Repensar e atualizar

Ao contrário da energia tunisina, a parte "não-tunisina" deste FSM (aquele bocado da iniciativa onde muitos europeus, latino-americanos e asiáticos passaram a maior parte do tempo) pareceu suave e bem fora do prazo de validade. Estava geograficamente separada da zona onde os assuntos do Magrebe eram discutidos (um problema criado pelos organizadores), e o espaço  parecia mais um seminário político gigante do que aquele encontro vibrante pretendido por todos os grupos e ativistas.

O FSM começou em 2001 como uma expressão do movimento antiglobalização - que trouxe à primeira linha dos alvos de protesto aquelas instituições do "governo global" que não prestam contas a ninguém, como o FMI e a OMC -, como forma de juntar pessoas e forjar novas alianças e estratégia para a mudança.

Mas hoje há muitas sessões que são dominadas pelos mesmos oradores a fazer os mesmos discursos há 15 anos, avançando pouco para chegar a novos movimentos ou para construir alternativas abrangentes, isto apesar de repetirem sempre que "temos de articular melhor" a nossa agenda e os nossos movimentos. Mesmo dentro da secção internacional, os grupos do mesmo país ou língua acabam por ficar colados. Foi espantoso o debate sobre o Banco Central Europeu, dominado por ativistas alemães que nem sequer falaram na crise da Grécia.

O FSM nasceu muito antes dos movimentos dos Indignados ou Occupy, com o seu foco nos processos participativos de tomada de decisão e de "levar a política para o espaço público". Provavelmente a melhor coisa deste FSM foi entregar um espaço ao ar livre para este grupo de ativistas do Occupy e Indignados trabalharem com ativistas locais, como o Movimento Global das Praças.

Este espaço começou centrado na Europa mas foi tornando-se cada vez mais tunisino, até se mudar para o centro da cidade onde se juntou uma assembleia de milhares de pessoas, com a maior parte das intervenções a serem feitas em árabe. 

Na história do FSM houve vitórias muito  significativas para as redes aqui formadas e alimentadas.  A OMC e a NAFTA foram travadas no seu caminho.
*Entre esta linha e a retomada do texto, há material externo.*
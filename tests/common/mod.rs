//! Synthetic module definitions shared by the integration tests.

#![allow(dead_code)]

use std::collections::BTreeMap;

use capex_estimator::domain::catalog::{
    ChapterBasis, ChapterDefinition, ModuleCatalog, ModuleDefaults, ModuleDefinition,
};
use capex_estimator::domain::foundation::ScenarioMap;

pub fn defaults() -> ModuleDefaults {
    ModuleDefaults {
        indirects_pct: ScenarioMap::from_values(0.08, 0.10, 0.12),
        soft_costs_pct: ScenarioMap::from_values(0.06, 0.08, 0.10),
        contingency_pct: ScenarioMap::from_values(0.05, 0.07, 0.09),
        gg_bi_pct: 0.05,
        multiplier_tables: BTreeMap::new(),
    }
}

fn module(chapters: Vec<ChapterDefinition>) -> ModuleDefinition {
    ModuleDefinition {
        label: "Sintético".to_string(),
        measurement: None,
        chapters,
        defaults: defaults(),
        use_profiles: BTreeMap::new(),
        use_multipliers: BTreeMap::new(),
        applies_use_profiles: false,
        module_multiplier: None,
        furniture_chapter: None,
        benchmark_lookup: None,
    }
}

/// One paired-rate chapter: 400/500/650 above, 250/300/380 below.
pub fn single_chapter_building() -> ModuleDefinition {
    module(vec![ChapterDefinition::paired(
        "estructura",
        "Estructura",
        ScenarioMap::from_values(400.0, 500.0, 650.0),
        ScenarioMap::from_values(250.0, 300.0, 380.0),
    )])
}

/// Several paired chapters of every kind, one optional.
pub fn mixed_building() -> ModuleDefinition {
    let paired = |key: &str, above: f64, below: f64| {
        ChapterDefinition::paired(
            key,
            key,
            ScenarioMap::from_values(above * 0.8, above, above * 1.3),
            ScenarioMap::from_values(below * 0.8, below, below * 1.3),
        )
    };
    module(vec![
        paired("estructura", 200.0, 240.0),
        paired("acabados", 130.0, 20.0),
        paired("mep_clima", 90.0, 30.0),
        paired("mep_electricidad", 60.0, 25.0),
        paired("urbanizacion", 20.0, 0.0).with_basis(ChapterBasis::Optional),
    ])
}

pub fn catalog() -> ModuleCatalog {
    ModuleCatalog::new()
        .with_module("edificio", single_chapter_building())
        .with_module("mixto", mixed_building())
}
//! Monte Carlo risk overlay - lognormal spread around a base total.

use rand::rngs::StdRng;
use rand::{Rng, SeedableRng};
use serde::{Deserialize, Serialize};
use thiserror::Error;

use crate::domain::estimation::Factors;
use crate::domain::foundation::{DomainError, ErrorCode};

/// Upper bound on the lognormal sigma.
pub const MAX_SIGMA: f64 = 0.35;

/// Sigma with all factors neutral.
pub const BASE_SIGMA: f64 = 0.12;

/// Errors from the risk sampler.
#[derive(Debug, Clone, PartialEq, Error)]
pub enum RiskError {
    #[error("Base total must be positive, got {0}")]
    NonPositiveBase(f64),

    #[error("At least one iteration is required")]
    NoIterations,
}

impl From<RiskError> for DomainError {
    fn from(err: RiskError) -> Self {
        DomainError::new(ErrorCode::ValidationFailed, err.to_string())
    }
}

/// Percentiles of the simulated total cost.
#[derive(Debug, Clone, PartialEq, Serialize, Deserialize)]
pub struct RiskSummary {
    pub base_total: f64,
    pub sigma: f64,
    pub p50: f64,
    pub p80: f64,
    pub p90: f64,
    pub samples: Vec<f64>,
}

/// One histogram bucket of simulated totals.
#[derive(Debug, Clone, Copy, PartialEq, Serialize, Deserialize)]
pub struct HistogramBin {
    pub lower: f64,
    pub upper: f64,
    pub count: usize,
}

impl RiskSummary {
    /// Buckets the samples into `bins` equal-width bins.
    ///
    /// The last bin is closed on the right; all samples fall in a bin.
    pub fn histogram(&self, bins: usize) -> Vec<HistogramBin> {
        if bins == 0 || self.samples.is_empty() {
            return Vec::new();
        }
        let min = self.samples.iter().copied().fold(f64::INFINITY, f64::min);
        let max = self.samples.iter().copied().fold(f64::NEG_INFINITY, f64::max);
        let width = (max - min) / bins as f64;

        let mut histogram: Vec<HistogramBin> = (0..bins)
            .map(|i| HistogramBin {
                lower: min + width * i as f64,
                upper: if i + 1 == bins { max } else { min + width * (i + 1) as f64 },
                count: 0,
            })
            .collect();

        for sample in &self.samples {
            let index = if width > 0.0 {
                (((sample - min) / width) as usize).min(bins - 1)
            } else {
                0
            };
            histogram[index].count += 1;
        }
        histogram
    }
}

/// Lognormal sampler for the total cost.
#[derive(Debug, Clone, Copy, PartialEq)]
pub struct RiskSimulator {
    iterations: usize,
    seed: Option<u64>,
}

impl RiskSimulator {
    /// Creates a simulator; a seed makes runs reproducible.
    pub fn new(iterations: usize, seed: Option<u64>) -> Self {
        Self { iterations, seed }
    }

    /// Sigma grows with complexity and prior-condition factors, capped at
    /// `MAX_SIGMA` and never negative.
    pub fn sigma_for(factors: &Factors) -> f64 {
        let sigma = BASE_SIGMA
            + 0.10 * (factors.complexity - 1.0)
            + 0.15 * (factors.prior_condition - 1.0);
        sigma.clamp(0.0, MAX_SIGMA)
    }

    /// Draws lognormal totals whose mean equals `base_total`.
    ///
    /// # Errors
    /// `NonPositiveBase` if the base total is not positive, `NoIterations`
    /// if the simulator was configured with zero iterations.
    pub fn simulate(&self, base_total: f64, factors: &Factors) -> Result<RiskSummary, RiskError> {
        if base_total <= 0.0 || base_total.is_nan() {
            return Err(RiskError::NonPositiveBase(base_total));
        }
        if self.iterations == 0 {
            return Err(RiskError::NoIterations);
        }

        let sigma = Self::sigma_for(factors);
        let mu = base_total.ln() - 0.5 * sigma * sigma;

        let mut rng = match self.seed {
            Some(seed) => StdRng::seed_from_u64(seed),
            None => StdRng::from_entropy(),
        };
        let samples: Vec<f64> = (0..self.iterations)
            .map(|_| (mu + sigma * standard_normal(&mut rng)).exp())
            .collect();

        let mut sorted = samples.clone();
        sorted.sort_by(f64::total_cmp);

        Ok(RiskSummary {
            base_total,
            sigma,
            p50: percentile(&sorted, 50.0),
            p80: percentile(&sorted, 80.0),
            p90: percentile(&sorted, 90.0),
            samples,
        })
    }
}

/// Standard normal draw (Box-Muller).
fn standard_normal(rng: &mut impl Rng) -> f64 {
    let u1: f64 = 1.0 - rng.gen::<f64>();
    let u2: f64 = rng.gen::<f64>();
    (-2.0 * u1.ln()).sqrt() * (2.0 * std::f64::consts::PI * u2).cos()
}

/// Linear-interpolated percentile of sorted values.
fn percentile(sorted: &[f64], pct: f64) -> f64 {
    let rank = pct / 100.0 * (sorted.len() - 1) as f64;
    let lower = rank.floor() as usize;
    let upper = rank.ceil() as usize;
    let weight = rank - lower as f64;
    sorted[lower] + (sorted[upper] - sorted[lower]) * weight
}
use anyhow::{bail, Context, Result};
use derive_builder::Builder;
use scraper::{ElementRef, Html, Selector};
use serde::{Deserialize, Serialize};
use std::fs::File;
use std::io::Write;
use std::path::{Path, PathBuf};
use strum::{Display, EnumString};
use tracing::debug;

// Lecture headers carry ids like "week_54"; the matching content block is
// "week_panel_54".
const LECTURE_ID_PREFIX: &str = "week_";
const CONTENT_ID_PREFIX: &str = "week_panel_";

const CSV_HEADER: [&str; 4] = ["course name", "lecture index", "category", "problem name"];

#[derive(Debug, Builder, Serialize, Deserialize)]
pub struct AcwingExtractor {
    /// Saved question-bank page to read.
    #[builder(setter(into))]
    input: PathBuf,
    /// Course label stamped into every output row.
    #[builder(default)]
    course: Course,
}

#[derive(
    Debug, Default, Clone, Copy, PartialEq, Eq, Serialize, Deserialize, EnumString, Display,
)]
pub enum Course {
    Basic,
    #[default]
    Advanced,
    Expert,
}

/// One flattened (course, lecture, category, problem) output line.
#[derive(Debug, Clone, PartialEq, Eq, Serialize, Deserialize)]
pub struct Record {
    pub course: Course,
    pub lecture: String,
    pub category: String,
    pub problem: String,
}

impl AcwingExtractor {
    pub fn extract(&self) -> Result<Vec<Record>> {
        if !self.input.exists() {
            bail!("input file not found: {}", self.input.display());
        }
        debug!(course = %self.course, input = %self.input.display(), "extracting");
        let html = std::fs::read_to_string(&self.input)
            .with_context(|| format!("reading {}", self.input.display()))?;
        Ok(self.extract_from_str(&html))
    }

    /// Walks the lecture → category → problem nesting and returns the rows in
    /// chronological order (the page lists the newest lecture first).
    pub fn extract_from_str(&self, html: &str) -> Vec<Record> {
        let document = Html::parse_document(html);
        let lecture_panels = Selector::parse("div.panel-week").unwrap();
        let lecture_title = Selector::parse("span.week_title").unwrap();
        let rows = Selector::parse("div.row").unwrap();
        let category_label = Selector::parse("span.dayname").unwrap();
        let problem_links = Selector::parse("a.clock-problem-title").unwrap();
        let problem_label = Selector::parse("span").unwrap();

        let mut records = vec![];

        for panel in document.select(&lecture_panels) {
            let lecture = match panel.select(&lecture_title).next().map(stripped_text) {
                Some(title) if !title.is_empty() => title,
                _ => continue,
            };

            let content = panel
                .value()
                .attr("id")
                .and_then(|id| find_content_panel(&document, id));
            let content = match content {
                Some(content) => content,
                None => {
                    debug!(%lecture, "no content panel, skipping lecture");
                    continue;
                }
            };

            for row in content.select(&rows) {
                let category = match row.select(&category_label).next().map(stripped_text) {
                    Some(name) if !name.is_empty() => name,
                    _ => continue,
                };

                for link in row.select(&problem_links) {
                    let problem = match link.select(&problem_label).next().map(stripped_text) {
                        Some(name) if !name.is_empty() => name,
                        _ => continue,
                    };
                    records.push(Record {
                        course: self.course,
                        lecture: lecture.clone(),
                        category: category.clone(),
                        problem,
                    });
                }
            }
        }

        debug!(count = records.len(), "extraction pass done");
        records.reverse();
        records
    }
}

pub fn write_csv(records: &[Record], path: &Path) -> Result<()> {
    let mut file =
        File::create(path).with_context(|| format!("creating {}", path.display()))?;
    // Spreadsheet tools key UTF-8 detection off the byte-order mark.
    file.write_all("\u{FEFF}".as_bytes())
        .with_context(|| format!("writing {}", path.display()))?;
    write_records(file, records)
}

fn write_records<W: Write>(writer: W, records: &[Record]) -> Result<()> {
    let mut csv_writer = csv::WriterBuilder::new()
        .has_headers(false)
        .from_writer(writer);
    csv_writer.write_record(CSV_HEADER)?;
    for record in records {
        csv_writer.serialize(record)?;
    }
    // Flush explicitly so write errors surface here instead of on drop.
    csv_writer.flush().context("flushing CSV")?;
    Ok(())
}

fn content_panel_id(header_id: &str) -> String {
    header_id.replacen(LECTURE_ID_PREFIX, CONTENT_ID_PREFIX, 1)
}

fn find_content_panel<'a>(document: &'a Html, header_id: &str) -> Option<ElementRef<'a>> {
    let id = content_panel_id(header_id);
    let selector = Selector::parse(&format!(r#"div[id="{}"]"#, id)).ok()?;
    document.select(&selector).next()
}

fn stripped_text(element: ElementRef) -> String {
    element
        .text()
        .map(str::trim)
        .filter(|chunk| !chunk.is_empty())
        .collect()
}
use acwing_csv::acwing::{write_csv, AcwingExtractorBuilder, Course};
use anyhow::Result;
use clap::Parser;
use std::path::PathBuf;

#[derive(Parser)]
#[command(
    name = "acwing-csv",
    about = "Export a saved Acwing question-bank page to CSV"
)]
struct Cli {
    /// Saved question-bank page to read
    #[arg(short, long, default_value = "AcwingAdvanced.html")]
    input: PathBuf,
    /// Destination CSV file
    #[arg(short, long, default_value = "Problems_Advanced.csv")]
    output: PathBuf,
    /// Course label stamped into every row
    #[arg(short, long, default_value = "Advanced")]
    course: Course,
}

fn main() -> Result<()> {
    tracing_subscriber::fmt()
        .with_env_filter(
            tracing_subscriber::EnvFilter::try_from_default_env()
                .unwrap_or_else(|_| "info".into()),
        )
        .init();

    let cli = Cli::parse();

    let extractor = AcwingExtractorBuilder::default()
        .input(cli.input)
        .course(cli.course)
        .build()?;

    println!("Reading HTML file...");
    let records = extractor.extract()?;

    println!("Writing CSV file: {} ...", cli.output.display());
    write_csv(&records, &cli.output)?;

    println!("Done! Extracted {} problems.", records.len());
    Ok(())
}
A soberania alimentar e a proibição dos organismos geneticamente modificados figuram hoje nas Constituições de alguns países. O direito à agua e os direitos dos camponeses são hoje reconhecidos pela ONU.

Mas apesar destas vitórias, enfrentamos uma montanha de injustiça, com as crises ambientais e económicas, o militarismo e a guerra, em muitos casos piores do que eram há 15 anos. À medida que as novas revoluções trazem uma nova geração de ativistas ao movimento pela justiça global, o FSM precisa de uma reformulação importante que o consiga equipar para estes novos desafios. Mais atenção à participação, ao planeamento, aos espaços abertos, à aprendizagem genuína em vez de regurgitar truísmos. A nível nacional tem de haver uma maneira melhor de assegurar que os novos militantes podem entrar e assumir o controlo do fórum - limitar as vezes que cada indivíduo pode assistir seria uma orientação interessante.

Os ativistas devem esperar a continuação da revolução na Tunísia e o início da revolução no Fórum Social Mundial.


Publicado por Red Pepper. Tradução de Luís Branco.